*WHAT YOU SHOULD DO*.
Find every line in the records below that holds the word "supervisor" and copy it.

*Saved entries*.
- - - -

//! Socket.IO session state machine
//!
//! Pure packet handling: inbound text goes in, a list of [`Action`]s
//! comes out (packets to send back, status transitions, events for the
//! engine). The supervisor in [`super`] owns the socket and the timers;
//! keeping this layer free of I/O makes the protocol behavior testable
//! frame by frame.

use serde_json::Value;
use tracing::{debug, info, warn};

use clipferry_protocol::events::{
    parse_roster, ClipboardSyncData, FileAvailable, FileSyncData, JoinPayload, NetworkInfo,
    ProbeInfo, RoomStats, TransferCommand,
};
use clipferry_protocol::frame::{self, Packet};
use clipferry_protocol::PROTOCOL_VERSION;

use super::{ConnectionStatus, JoinContext, SignalingEvent, TransferSignal};
use crate::netinfo;

/// TTL the server is told for our probe URL
const PROBE_TTL_MS: u64 = 30_000;

/// What the supervisor should do in response to an inbound frame
#[derive(Debug)]
pub enum Action {
    /// Send a raw packet back over the socket
    Send(String),
    /// Publish a status transition
    Status(ConnectionStatus),
    /// Publish an event to the engine
    Event(SignalingEvent),
}

/// Per-connection protocol state
pub struct Session {
    join: JoinContext,
    connected: bool,
}

impl Session {
    pub fn new(join: JoinContext) -> Self {
        Self {
            join,
            connected: false,
        }
    }

    /// Whether the namespace connect was acknowledged on this connection
    pub fn is_connected(&self) -> bool {
        self.connected
    }

    /// Process one inbound text frame
    pub fn handle_text(&mut self, text: &str) -> Vec<Action> {
        let packet = match frame::parse(text) {
            Ok(packet) => packet,
            Err(e) => {
                warn!("dropping invalid signaling frame: {}", e);
                return Vec::new();
            }
        };

        match packet {
            Packet::Ping => vec![Action::Send(frame::PONG.to_string())],
            Packet::Open(_) | Packet::Pong | Packet::Other => Vec::new(),
            Packet::ConnectAck => {
                self.connected = true;
                info!(room = %self.join.room, "signaling connected, joining room");
                vec![
                    Action::Status(ConnectionStatus::ConnectedLonely),
                    Action::Send(frame::encode_event("join", &self.join_payload())),
                ]
            }
            Packet::Event { name, data } => self.handle_event(&name, data),
        }
    }

    fn handle_event(&mut self, name: &str, data: Value) -> Vec<Action> {
        match name {
            "clipboard_sync" => {
                // Someone synced to us, so we are definitely not alone
                let parsed: ClipboardSyncData =
                    serde_json::from_value(data).unwrap_or_default();
                vec![
                    Action::Status(ConnectionStatus::ConnectedSynced),
                    Action::Event(SignalingEvent::Clipboard(parsed)),
                ]
            }
            "file_sync" => {
                let parsed: FileSyncData = serde_json::from_value(data).unwrap_or_default();
                vec![
                    Action::Status(ConnectionStatus::ConnectedSynced),
                    Action::Event(SignalingEvent::FileSync(parsed)),
                ]
            }
            "room_stats" => {
                let stats: RoomStats =
                    serde_json::from_value(data).unwrap_or(RoomStats { count: 1 });
                let status = if stats.count > 1 {
                    ConnectionStatus::ConnectedSynced
                } else {
                    ConnectionStatus::ConnectedLonely
                };
                vec![Action::Status(status)]
            }
            "room_state_changed" | "client_list_update" => {
                vec![Action::Event(SignalingEvent::Roster(parse_roster(&data)))]
            }
            "peer_evicted" => vec![Action::Event(SignalingEvent::PeerEvicted)],
            "file_available" => match serde_json::from_value::<FileAvailable>(data) {
                Ok(announce) => vec![Action::Event(SignalingEvent::FileAvailable(announce))],
                Err(e) => {
                    warn!("malformed file_available: {}", e);
                    Vec::new()
                }
            },
            "transfer_command" => {
                let command: TransferCommand =
                    serde_json::from_value(data.clone()).unwrap_or_default();
                self.transfer_event(&data, TransferSignal::Command(command))
            }
            "file_sync_completed" => self.transfer_event(&data, TransferSignal::Completed),
            "file_need_relay" => self.transfer_event(&data, TransferSignal::NeedRelay),
            other => {
                debug!("ignoring signaling event '{}'", other);
                Vec::new()
            }
        }
    }

    fn transfer_event(&self, data: &Value, signal: TransferSignal) -> Vec<Action> {
        // transfer_id with file_id as a legacy fallback
        let transfer_id = data
            .get("transfer_id")
            .and_then(Value::as_str)
            .filter(|id| !id.is_empty())
            .or_else(|| data.get("file_id").and_then(Value::as_str))
            .unwrap_or_default()
            .to_string();
        if transfer_id.is_empty() {
            debug!("transfer event without an id dropped");
            return Vec::new();
        }
        let room = data
            .get("room")
            .and_then(Value::as_str)
            .unwrap_or_default()
            .to_string();
        vec![Action::Event(SignalingEvent::Transfer {
            transfer_id,
            room,
            signal,
        })]
    }

    fn join_payload(&self) -> Value {
        let net = netinfo::collect();
        let payload = JoinPayload {
            protocol_version: PROTOCOL_VERSION.to_string(),
            room: self.join.room.clone(),
            client_id: self.join.client_id.clone(),
            client_type: self.join.client_type.clone(),
            joined_at_ms: now_ms(),
            probe: ProbeInfo {
                probe_url: format!("http://{}:{}/probe", net.private_ip, self.join.probe_port),
                probe_ttl_ms: PROBE_TTL_MS,
            },
            network: NetworkInfo {
                private_ip: net.private_ip,
                cidr: net.cidr,
                network_id_hash: net.network_id_hash,
                network_epoch: net.network_epoch,
            },
        };
        serde_json::to_value(payload).unwrap_or_default()
    }
}

/// Milliseconds since the Unix epoch
pub fn now_ms() -> u64 {
    std::time::SystemTime::now()
        .duration_since(std::time::UNIX_EPOCH)
        .map(|d| d.as_millis() as u64)
        .unwrap_or(0)
}

#[cfg(test)]
mod tests {
    use super::*;

    fn session() -> Session {
        Session::new(JoinContext {
            room: "room_1".to_string(),
            client_id: "pc_u_1".to_string(),
            client_type: "pc".to_string(),
            probe_port: 51234,
        })
    }

    #[test]
    fn test_ping_answered_with_pong() {
        let mut s = session();
        let actions = s.handle_text("2");
        assert_eq!(actions.len(), 1);
        match &actions[0] {
            Action::Send(packet) => assert_eq!(packet, "3"),
            other => panic!("expected Send, got {:?}", other),
        }
    }

    #[test]
    fn test_connect_ack_goes_lonely_and_joins() {
        let mut s = session();
        assert!(!s.is_connected());

        let actions = s.handle_text("40");
        assert!(s.is_connected());
        assert!(matches!(
            actions[0],
            Action::Status(ConnectionStatus::ConnectedLonely)
        ));
        match &actions[1] {
            Action::Send(packet) => {
                assert!(packet.starts_with("42[\"join\""));
                assert!(packet.contains("\"room\":\"room_1\""));
                assert!(packet.contains("\"protocol_version\":\"4.0\""));
                assert!(packet.contains(":51234/probe"));
            }
            other => panic!("expected join Send, got {:?}", other),
        }
    }

    #[test]
    fn test_clipboard_sync_sets_synced_and_delivers() {
        let mut s = session();
        let actions =
            s.handle_text(r#"42["clipboard_sync",{"content":"b64data","encrypted":true}]"#);
        assert!(matches!(
            actions[0],
            Action::Status(ConnectionStatus::ConnectedSynced)
        ));
        match &actions[1] {
            Action::Event(SignalingEvent::Clipboard(data)) => {
                assert_eq!(data.content, "b64data");
                assert!(data.encrypted);
            }
            other => panic!("expected Clipboard event, got {:?}", other),
        }
    }

    #[test]
    fn test_room_stats_count_drives_status() {
        let mut s = session();
        let lonely = s.handle_text(r#"42["room_stats",{"count":1}]"#);
        assert!(matches!(
            lonely[0],
            Action::Status(ConnectionStatus::ConnectedLonely)
        ));

        let synced = s.handle_text(r#"42["room_stats",{"count":3}]"#);
        assert!(matches!(
            synced[0],
            Action::Status(ConnectionStatus::ConnectedSynced)
        ));
    }

    #[test]
    fn test_malformed_frames_dropped_silently() {
        let mut s = session();
        assert!(s.handle_text("").is_empty());
        assert!(s.handle_text("42{broken").is_empty());
        assert!(s.handle_text("9").is_empty());
        assert!(s.handle_text(r#"42[42,{}]"#).is_empty());
    }

    #[test]
    fn test_transfer_signals_carry_id_and_room() {
        let mut s = session();
        let actions = s.handle_text(
            r#"42["file_sync_completed",{"transfer_id":"tr_1","room":"room_1"}]"#,
        );
        match &actions[0] {
            Action::Event(SignalingEvent::Transfer {
                transfer_id,
                room,
                signal: TransferSignal::Completed,
            }) => {
                assert_eq!(transfer_id, "tr_1");
                assert_eq!(room, "room_1");
            }
            other => panic!("expected Transfer event, got {:?}", other),
        }
    }

    #[test]
    fn test_transfer_falls_back_to_file_id() {
        let mut s = session();
        let actions = s.handle_text(r#"42["file_need_relay",{"file_id":"f_7","room":"r"}]"#);
        match &actions[0] {
            Action::Event(SignalingEvent::Transfer { transfer_id, .. }) => {
                assert_eq!(transfer_id, "f_7")
            }
            other => panic!("expected Transfer event, got {:?}", other),
        }
    }

    #[test]
    fn test_transfer_without_any_id_dropped() {
        let mut s = session();
        assert!(s
            .handle_text(r#"42["transfer_command",{"action":"finish"}]"#)
            .is_empty());
    }

    #[test]
    fn test_transfer_command_action_parsed() {
        let mut s = session();
        let actions = s.handle_text(
            r#"42["transfer_command",{"transfer_id":"tr_2","room":"r","action":"upload_relay"}]"#,
        );
        match &actions[0] {
            Action::Event(SignalingEvent::Transfer {
                signal: TransferSignal::Command(command),
                ..
            }) => assert_eq!(command.action, "upload_relay"),
            other => panic!("expected Command signal, got {:?}", other),
        }
    }

    #[test]
    fn test_roster_events_parsed_from_both_shapes() {
        let mut s = session();
        let from_state = s.handle_text(
            r#"42["room_state_changed",{"peers":[{"client_id":"a","device_name":"A"}]}]"#,
        );
        match &from_state[0] {
            Action::Event(SignalingEvent::Roster(peers)) => assert_eq!(peers.len(), 1),
            other => panic!("expected Roster, got {:?}", other),
        }

        let from_list = s.handle_text(r#"42["client_list_update",[{"client_id":"b"}]]"#);
        match &from_list[0] {
            Action::Event(SignalingEvent::Roster(peers)) => assert_eq!(peers[0].client_id, "b"),
            other => panic!("expected Roster, got {:?}", other),
        }
    }

    #[test]
    fn test_peer_evicted_forwarded() {
        let mut s = session();
        let actions = s.handle_text(r#"42["peer_evicted",{}]"#);
        assert!(matches!(
            actions[0],
            Action::Event(SignalingEvent::PeerEvicted)
        ));
    }

    #[test]
    fn test_unknown_event_ignored() {
        let mut s = session();
        assert!(s.handle_text(r#"42["totally_new_event",{"x":1}]"#).is_empty());
    }

    #[test]
    fn test_open_packet_is_activity_only() {
        let mut s = session();
        assert!(s.handle_text(r#"0{"sid":"abc"}"#).is_empty());
    }
}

- - - -

*FINISHED TASK*.
//! engine). The supervisor in [`super`] owns the socket and the timers;
/// What the supervisor should do in response to an inbound frame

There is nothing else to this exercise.